Jõao de Sagres gasped and felt sweat streaming from every pore of his body as they struggled through dense jungle foliage. Fronds slapped at his face. Birds cawed and shrilled overhead. The ground was spongy, squelching underfoot. His expensive silk suit was drenched in seconds, stained and ruined. He dared not even to glance at his muddy shoes. Yet the man Stoner seemed perfectly at ease in this dripping, raucous, sweltering tropical forest. Hardly a gleam of perspiration showed in his intense, dark-bearded face.
"Where are we?" de Sagres asked in a whisper.
"Almost there," said Stoner.
"How did ..."
Stoner silenced him with an upraised hand. On a branch high above, a long-tailed monkey stared solemnly at them, then disappeared among the leaves in a blur of motion.
"Get down," Stoner hissed.
Dazedly, de Sagres did as commanded and dropped to his knees in the bushes. The grass was alive with insects. De Sagres saw ants the size of his thumbs crawling busily across the leaves a few centimeters in front of his face. He shuddered and began to itch all over.
"I don't understand ..."
"Shh!"
He wanted to get up and run away, but to where? What was he doing in this strange dank oven of a jungle? How did this man Stoner bring him here? We should be in my office, speaking politely to each other over a civilized drink, with the air conditioning and ice cubes at hand, with my aides and servants and security guards protecting me.

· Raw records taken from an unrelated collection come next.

use serde::{Deserialize, Serialize};
use std::collections::HashSet;

/// Strength assigned to legacy entries that predate per-flavor strengths.
pub const DEFAULT_STRENGTH: u8 = 3;

/// A flavor tag reference with per-review strength (1-5).
///
/// Collections exported before strengths existed store flavor lists as
/// plain id strings. Deserialization accepts both shapes and normalizes
/// legacy strings to `{ id, strength: 3 }`, so every consumer downstream
/// of the storage boundary only ever sees the current shape.
#[derive(Debug, Clone, Serialize, PartialEq, Eq)]
pub struct FlavorEntry {
    pub id: String,
    pub strength: u8,
}

impl FlavorEntry {
    pub fn new(id: impl Into<String>, strength: u8) -> Self {
        Self { id: id.into(), strength }
    }
}

#[derive(Deserialize)]
#[serde(untagged)]
enum FlavorEntryRepr {
    Current { id: String, strength: u8 },
    Legacy(String),
}

impl<'de> Deserialize<'de> for FlavorEntry {
    fn deserialize<D>(deserializer: D) -> Result<Self, D::Error>
    where
        D: serde::Deserializer<'de>,
    {
        Ok(match FlavorEntryRepr::deserialize(deserializer)? {
            FlavorEntryRepr::Current { id, strength } => FlavorEntry { id, strength },
            FlavorEntryRepr::Legacy(id) => FlavorEntry { id, strength: DEFAULT_STRENGTH },
        })
    }
}

/// Per-category flavor lists. Within one list each tag id appears at most
/// once; the same tag may legitimately show up in several categories
/// (honey on both nose and palate).
#[derive(Debug, Clone, Serialize, Deserialize, PartialEq, Eq, Default)]
pub struct FlavorSet {
    #[serde(default)]
    pub nose: Vec<FlavorEntry>,
    #[serde(default)]
    pub palate: Vec<FlavorEntry>,
    #[serde(default)]
    pub finish: Vec<FlavorEntry>,
}

impl FlavorSet {
    pub fn dedupe(&mut self) {
        dedupe_entries(&mut self.nose);
        dedupe_entries(&mut self.palate);
        dedupe_entries(&mut self.finish);
    }

    pub fn is_empty(&self) -> bool {
        self.nose.is_empty() && self.palate.is_empty() && self.finish.is_empty()
    }
}

/// Drops repeated tag ids, keeping the first occurrence (and with it the
/// earliest strength value seen).
pub fn dedupe_entries(entries: &mut Vec<FlavorEntry>) {
    let mut seen = HashSet::new();
    entries.retain(|entry| seen.insert(entry.id.clone()));
}

#[cfg(test)]
mod tests {
    use super::*;

    #[test]
    fn test_legacy_strings_normalize_to_default_strength() {
        let entries: Vec<FlavorEntry> = serde_json::from_str(r#"["honey","oak"]"#).unwrap();
        assert_eq!(
            entries,
            vec![FlavorEntry::new("honey", 3), FlavorEntry::new("oak", 3)]
        );
    }

    #[test]
    fn test_current_shape_passes_through() {
        let entries: Vec<FlavorEntry> =
            serde_json::from_str(r#"[{"id":"peat_smoke","strength":5}]"#).unwrap();
        assert_eq!(entries, vec![FlavorEntry::new("peat_smoke", 5)]);
    }

    #[test]
    fn test_mixed_shapes_in_one_list() {
        let entries: Vec<FlavorEntry> =
            serde_json::from_str(r#"["honey",{"id":"oak","strength":1}]"#).unwrap();
        assert_eq!(
            entries,
            vec![FlavorEntry::new("honey", 3), FlavorEntry::new("oak", 1)]
        );
    }

    #[test]
    fn test_serializes_as_current_shape() {
        let json = serde_json::to_string(&FlavorEntry::new("honey", 4)).unwrap();
        assert_eq!(json, r#"{"id":"honey","strength":4}"#);
    }

    #[test]
    fn test_dedupe_keeps_earliest_strength() {
        let mut entries = vec![
            FlavorEntry::new("honey", 2),
            FlavorEntry::new("oak", 4),
            FlavorEntry::new("honey", 5),
        ];
        dedupe_entries(&mut entries);
        assert_eq!(
            entries,
            vec![FlavorEntry::new("honey", 2), FlavorEntry::new("oak", 4)]
        );
    }

    #[test]
    fn test_dedupe_is_per_category() {
        let mut set = FlavorSet {
            nose: vec![FlavorEntry::new("honey", 3), FlavorEntry::new("honey", 1)],
            palate: vec![FlavorEntry::new("honey", 5)],
            finish: vec![],
        };
        set.dedupe();
        assert_eq!(set.nose, vec![FlavorEntry::new("honey", 3)]);
        // duplicates across categories stay
        assert_eq!(set.palate, vec![FlavorEntry::new("honey", 5)]);
    }
}
use chrono::{DateTime, Utc};
use serde::{Deserialize, Serialize};
use uuid::Uuid;

/// A BYOB tasting meetup hosted by one user.
#[derive(Debug, Clone, Serialize, Deserialize, PartialEq)]
pub struct MeetupEvent {
    pub id: String,
    pub host: String,
    pub title: String,
    #[serde(default, skip_serializing_if = "Option::is_none")]
    pub location: Option<String>,
    #[serde(default, skip_serializing_if = "Option::is_none")]
    pub meeting_at: Option<DateTime<Utc>>,
    pub max_participants: u32,
    pub created_at: DateTime<Utc>,
}

impl MeetupEvent {
    pub fn new(host: impl Into<String>, title: impl Into<String>, max_participants: u32) -> Self {
        Self {
            id: Uuid::new_v4().to_string(),
            host: host.into(),
            title: title.into(),
            location: None,
            meeting_at: None,
            max_participants,
            created_at: Utc::now(),
        }
    }
}

#[derive(Debug, Clone, Copy, Serialize, Deserialize, PartialEq, Eq)]
#[serde(rename_all = "lowercase")]
pub enum ApplicationStatus {
    Applied,
    Withdrawn,
}

#[derive(Debug, Clone, Serialize, Deserialize, PartialEq)]
pub struct MeetupApplication {
    pub id: String,
    pub event_id: String,
    pub user: String,
    pub status: ApplicationStatus,
    pub created_at: DateTime<Utc>,
}

impl MeetupApplication {
    pub fn is_active(&self) -> bool {
        self.status == ApplicationStatus::Applied
    }
}

/// Flat comment with an optional parent reference. Storage allows chains
/// of any depth; rendering shows a single reply level.
#[derive(Debug, Clone, Serialize, Deserialize, PartialEq)]
pub struct Comment {
    pub id: String,
    pub event_id: String,
    pub author: String,
    pub body: String,
    #[serde(default, skip_serializing_if = "Option::is_none")]
    pub parent_id: Option<String>,
    pub created_at: DateTime<Utc>,
}

#[derive(Debug, Clone, Copy, Serialize, Deserialize, PartialEq, Eq)]
#[serde(rename_all = "lowercase")]
pub enum GiveawayStatus {
    Open,
    Completed,
}

/// A whisky-sharing giveaway: applicants enter, the host picks winners
/// manually or by random draw.
#[derive(Debug, Clone, Serialize, Deserialize, PartialEq)]
pub struct GiveawayEvent {
    pub id: String,
    pub host: String,
    pub whisky_name: String,
    pub winner_count: u32,
    pub status: GiveawayStatus,
    /// Set when the last winner slot fills: winners owe a review by this date.
    #[serde(default, skip_serializing_if = "Option::is_none")]
    pub review_deadline: Option<DateTime<Utc>>,
    pub created_at: DateTime<Utc>,
}

impl GiveawayEvent {
    pub fn new(host: impl Into<String>, whisky_name: impl Into<String>, winner_count: u32) -> Self {
        Self {
            id: Uuid::new_v4().to_string(),
            host: host.into(),
            whisky_name: whisky_name.into(),
            winner_count,
            status: GiveawayStatus::Open,
            review_deadline: None,
            created_at: Utc::now(),
        }
    }
}

#[derive(Debug, Clone, Serialize, Deserialize, PartialEq)]
pub struct GiveawayApplication {
    pub id: String,
    pub event_id: String,
    pub user: String,
    pub selected: bool,
    pub created_at: DateTime<Utc>,
}

/// Ban list entry: the user cannot apply to events until the ban expires.
#[derive(Debug, Clone, Serialize, Deserialize, PartialEq)]
pub struct Ban {
    pub user: String,
    pub expires_at: DateTime<Utc>,
}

Yet he was kneeling in the mud of a tropical forest, bedraggled and sticky with sweat, certain that poisonous insects were devouring his flesh, trembling with fear. And totally unable to get away. It was as if he were chained to Stoner, shackled to the man like a prisoner.
Stoner was peering intently through the dense foliage. De Sagres studied the big man carefully. A fierce, uncompromising face, like an Old Testament patriarch. Patrician nose, strong cheekbones, a full dark beard that now showed drops of sweat in it, dark hair trimmed neatly. Powerful body, tall and lean and flat- bellied as an athlete's beneath the simple khaki jacket and whipcord slacks that he wore.
It was Stoner's eyes that unsettled de Sagres. They were gray, as gray as a distant thundercloud or the tossing stormy sea. Yet his eyes did not look troubled at all. Rather, they were as serene as any saint's, and terribly, terribly deep; there were depths in them that seemed infinite. When de Sagres had first looked at Stoner he had been startled by those strangely fathomless eyes; it was like the first time he had peered into a telescope and seen the universe of stars beyond counting.
For all his broad-shouldered build and fierce appearance, it was Stoner's compelling gray eyes that held de Sagres in an unbreakable grip of steel. The eyes of a madman. Or a mystic. They had fastened onto de Sagres's soul and they would not release him. De Sagres had received no hint, when he had welcomed Stoner to his private office in the capitol, that he would end up in this rotting infested jungle. Stoner had led and he had followed, as helpless as a lamb.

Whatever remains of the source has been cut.